Elle la ramenait de loin. Aux premiers jours de 1816, il n’y avait que 28 millions dans les caisses du Trésor. Pas une minute on n’eut la tentation de masquer ce vide par des émissions légales ou subreptices de papier-monnaie. Le souvenir des assignats démocratiques et révolutionnaires était trop vif, l’exemple trop éclatant. Et le ministre des Finances, gardien vigilant du crédit, s’appelait Louis, comme le louis d’or qui resta la mesure des choses et l’étalon des prix.

Quand on n’a pas assez de bonne monnaie, et qu’on est bien résolu à ne pas recourir à la fausse, quand on veut se contenter de ce peu de bonne monnaie plutôt que d’aller à la ruine par une richesse fictive, que faut-il faire ? Se restreindre.
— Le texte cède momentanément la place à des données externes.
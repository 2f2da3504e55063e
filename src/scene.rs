//! Scene contents: the transform hierarchy, resources, and draw order.

use glam::Mat4;
use hecs::Entity;

use crate::ecs::{MaterialId, MeshId, Renderable, TextureId};
use crate::error::{RenderError, Result};
use crate::gpu::GpuContext;
use crate::hierarchy::SceneGraph;
use crate::material::{GpuMaterial, Material, MaterialLayout, MaterialTextures};
use crate::mesh::Mesh;
use crate::texture::Texture;
use crate::transform::Transform;

/// Per-entity matrices handed to the model uniform slots.
#[derive(Clone, Copy, Debug, PartialEq)]
pub(crate) struct DrawItem {
    pub world: Mat4,
    pub world_inverse_transpose: Mat4,
    pub renderable: Renderable,
}

/// Everything the renderer draws besides lights and sky.
///
/// Entities are drawn in the order they were spawned.
#[derive(Default)]
pub struct Scene {
    graph: SceneGraph,
    meshes: Vec<Mesh>,
    textures: Vec<Texture>,
    materials: Vec<(Material, GpuMaterial)>,
    draw_list: Vec<Entity>,
}

impl Scene {
    pub fn new() -> Self {
        Self::default()
    }

    pub fn add_mesh(&mut self, mesh: Mesh) -> MeshId {
        self.meshes.push(mesh);
        MeshId(self.meshes.len() - 1)
    }

    pub fn add_texture(&mut self, texture: Texture) -> TextureId {
        self.textures.push(texture);
        TextureId(self.textures.len() - 1)
    }

    /// Builds the material's bind group. All four texture ids must exist.
    pub fn add_material(
        &mut self,
        gpu: &GpuContext,
        layout: &MaterialLayout,
        material: Material,
    ) -> Result<MaterialId> {
        let textures = MaterialTextures {
            albedo: self.texture(material.albedo)?,
            normal: self.texture(material.normal)?,
            roughness: self.texture(material.roughness)?,
            metalness: self.texture(material.metalness)?,
        };
        let gpu_material = GpuMaterial::new(gpu, layout, &material, textures);
        self.materials.push((material, gpu_material));
        Ok(MaterialId(self.materials.len() - 1))
    }

    pub fn material(&self, id: MaterialId) -> Option<&Material> {
        self.materials.get(id.0).map(|(material, _)| material)
    }

    /// Edits a material's scalar parameters and uploads them.
    pub fn edit_material(
        &mut self,
        gpu: &GpuContext,
        id: MaterialId,
        edit: impl FnOnce(&mut Material),
    ) -> Result<()> {
        let (material, gpu_material) = self
            .materials
            .get_mut(id.0)
            .ok_or(RenderError::UnknownHandle {
                kind: "material",
                index: id.0,
            })?;
        edit(material);
        gpu_material.update(gpu, material);
        Ok(())
    }

    /// Spawns a drawable entity at the end of the draw list.
    pub fn spawn_entity(
        &mut self,
        transform: Transform,
        mesh: MeshId,
        material: MaterialId,
    ) -> Result<Entity> {
        self.check_handles(mesh, material)?;
        let entity = self
            .graph
            .spawn_with(transform, Renderable::new(mesh, material));
        self.draw_list.push(entity);
        Ok(entity)
    }

    /// Removes an entity; its children are detached and stay in the scene.
    pub fn despawn_entity(&mut self, entity: Entity) -> bool {
        self.draw_list.retain(|&e| e != entity);
        self.graph.despawn(entity)
    }

    /// Drawable entities in draw order.
    pub fn entities(&self) -> &[Entity] {
        &self.draw_list
    }

    pub fn graph(&self) -> &SceneGraph {
        &self.graph
    }

    pub fn graph_mut(&mut self) -> &mut SceneGraph {
        &mut self.graph
    }

    pub fn mesh(&self, id: MeshId) -> Option<&Mesh> {
        self.meshes.get(id.0)
    }

    pub(crate) fn gpu_material(&self, id: MaterialId) -> Option<&GpuMaterial> {
        self.materials.get(id.0).map(|(_, gpu_material)| gpu_material)
    }

    /// Refreshes stale world matrices and lists what to draw, in draw order.
    pub(crate) fn draw_items(&mut self) -> Vec<DrawItem> {
        let mut items = Vec::with_capacity(self.draw_list.len());
        for &entity in &self.draw_list {
            let Some(renderable) = self
                .graph
                .world()
                .get::<&Renderable>(entity)
                .ok()
                .map(|r| *r)
            else {
                continue;
            };
            let (Some(world), Some(world_inverse_transpose)) = (
                self.graph.world_matrix(entity),
                self.graph.world_inverse_transpose(entity),
            ) else {
                continue;
            };
            items.push(DrawItem {
                world,
                world_inverse_transpose,
                renderable,
            });
        }
        items
    }

    fn texture(&self, id: TextureId) -> Result<&Texture> {
        self.textures.get(id.0).ok_or(RenderError::UnknownHandle {
            kind: "texture",
            index: id.0,
        })
    }

    fn check_handles(&self, mesh: MeshId, material: MaterialId) -> Result<()> {
        if mesh.0 >= self.meshes.len() {
            return Err(RenderError::UnknownHandle {
                kind: "mesh",
                index: mesh.0,
            });
        }
        if material.0 >= self.materials.len() {
            return Err(RenderError::UnknownHandle {
                kind: "material",
                index: material.0,
            });
        }
        Ok(())
    }
}

#[cfg(test)]
mod tests {
    use super::*;

    #[test]
    fn spawning_with_unknown_handles_fails() {
        let mut scene = Scene::new();
        let result = scene.spawn_entity(Transform::new(), MeshId(0), MaterialId(0));
        assert!(matches!(
            result,
            Err(RenderError::UnknownHandle { kind: "mesh", index: 0 })
        ));
        assert!(scene.entities().is_empty());
        assert!(scene.graph().is_empty());
    }

    #[test]
    fn draw_items_skip_plain_transforms() {
        let mut scene = Scene::new();
        let plain = scene.graph_mut().spawn(Transform::new());
        scene.draw_list.push(plain);
        assert!(scene.draw_items().is_empty());
    }

    #[test]
    fn despawn_removes_from_draw_list() {
        let mut scene = Scene::new();
        let entity = scene.graph_mut().spawn(Transform::new());
        scene.draw_list.push(entity);
        assert!(scene.despawn_entity(entity));
        assert!(scene.entities().is_empty());
        assert!(!scene.despawn_entity(entity));
    }
}
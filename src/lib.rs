//! # Vesper
//!
//! **A real-time 3D scene renderer with a lazily cached transform hierarchy
//! and baked image-based lighting.**
//!
//! Entities live in a [`SceneGraph`]; each carries a [`Transform`] whose world
//! matrix is recomputed only when it or an ancestor changed. A [`Sky`] bakes
//! irradiance, prefiltered specular and BRDF lookup maps from an environment
//! cube once at startup, and every PBR draw samples them.
//!
//! ## Quick Start
//!
//! ```no_run
//! use vesper::*;
//!
//! fn main() -> Result<()> {
//!     run(|ctx| {
//!         let faces = CubeFaces::gradient(128, Vec3::new(0.3, 0.6, 0.4))?;
//!         let sky = Sky::new(ctx.gpu, &faces, BakeSettings::default(), ctx.renderer)?;
//!
//!         let mut scene = Scene::new();
//!         let sphere = scene.add_mesh(Mesh::sphere(ctx.gpu, 32, 16)?);
//!         let white = scene.add_texture(Texture::solid(ctx.gpu, [255; 4], TextureKind::Color, "white")?);
//!         let flat = scene.add_texture(Texture::solid(
//!             ctx.gpu,
//!             texture::procedural::FLAT_NORMAL,
//!             TextureKind::Data,
//!             "flat",
//!         )?);
//!         let material = scene.add_material(
//!             ctx.gpu,
//!             ctx.renderer.material_layout(),
//!             Material::new(Shading::Pbr, white, flat, white, white),
//!         )?;
//!         scene.spawn_entity(Transform::new(), sphere, material)?;
//!
//!         let mut camera = Camera::new(Vec3::new(0.0, 0.0, -5.0), ctx.gpu.aspect());
//!         let lights = LightSet::generate(8, &mut rand::thread_rng());
//!
//!         Ok(move |frame: &mut Frame| {
//!             camera.update(frame.input, frame.dt);
//!             frame.renderer.render(frame.gpu, &mut scene, &camera, &lights, &sky, |_| {})
//!         })
//!     })
//! }
//! ```

mod app;
mod camera;
mod config;
mod ecs;
mod error;
mod gpu;
mod hierarchy;
mod input;
mod lights;
mod material;
mod mesh;
mod renderer;
mod scene;
pub mod sky;
pub mod texture;
mod transform;

pub use app::{AppConfig, Frame, SetupContext, run, run_with_config};
pub use camera::{Camera, Lens};
pub use config::{CameraConfig, Config, LightsConfig, SkySource, WindowConfig};
pub use ecs::{MaterialId, MeshId, Renderable, TextureId};
pub use error::{ConfigError, RenderError, Result, SkyError};
pub use gpu::{DEPTH_FORMAT, GpuContext};
pub use hierarchy::SceneGraph;
pub use input::Input;
pub use lights::{FIXED_LIGHT_COUNT, GpuLight, Light, LightKind, LightMarker, LightSet};
pub use material::{GpuMaterial, Material, MaterialLayout, MaterialTextures, MaterialUniforms, Shading};
pub use mesh::{Mesh, MeshData, Vertex3d};
pub use renderer::{FrameUniforms, ModelUniforms, Renderer};
pub use scene::Scene;
pub use sky::{BakeSettings, CubeFace, CubeFaces, IblBaker, Sky};
pub use texture::{Texture, TextureKind};
pub use transform::Transform;

// Re-export glam math types for convenience
pub use glam::{Mat4, Quat, Vec2, Vec3, Vec4};

// Re-export commonly used winit types for convenience
pub use winit::event::MouseButton;
pub use winit::keyboard::KeyCode;

pub use hecs::{Entity, World};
Il n’y a pas d’autre système que les économies. Et, dans une crise financière, l’État doit donner l’exemple de la restriction. Lorsque l’État diminue ses dépenses, toutes celles de la nation diminuent. Lorsqu’elles s’enflent, celles de la nation s’enflent aussi. Tant qu’on n’aura pas compris ce théorème, tous les appels à la sagesse et à la prévoyance des particuliers seront superflus. Dans la mesure où l’assainissement financier est un problème moral, la moralité doit commencer par l’État. Autant dire que c’est un problème politique.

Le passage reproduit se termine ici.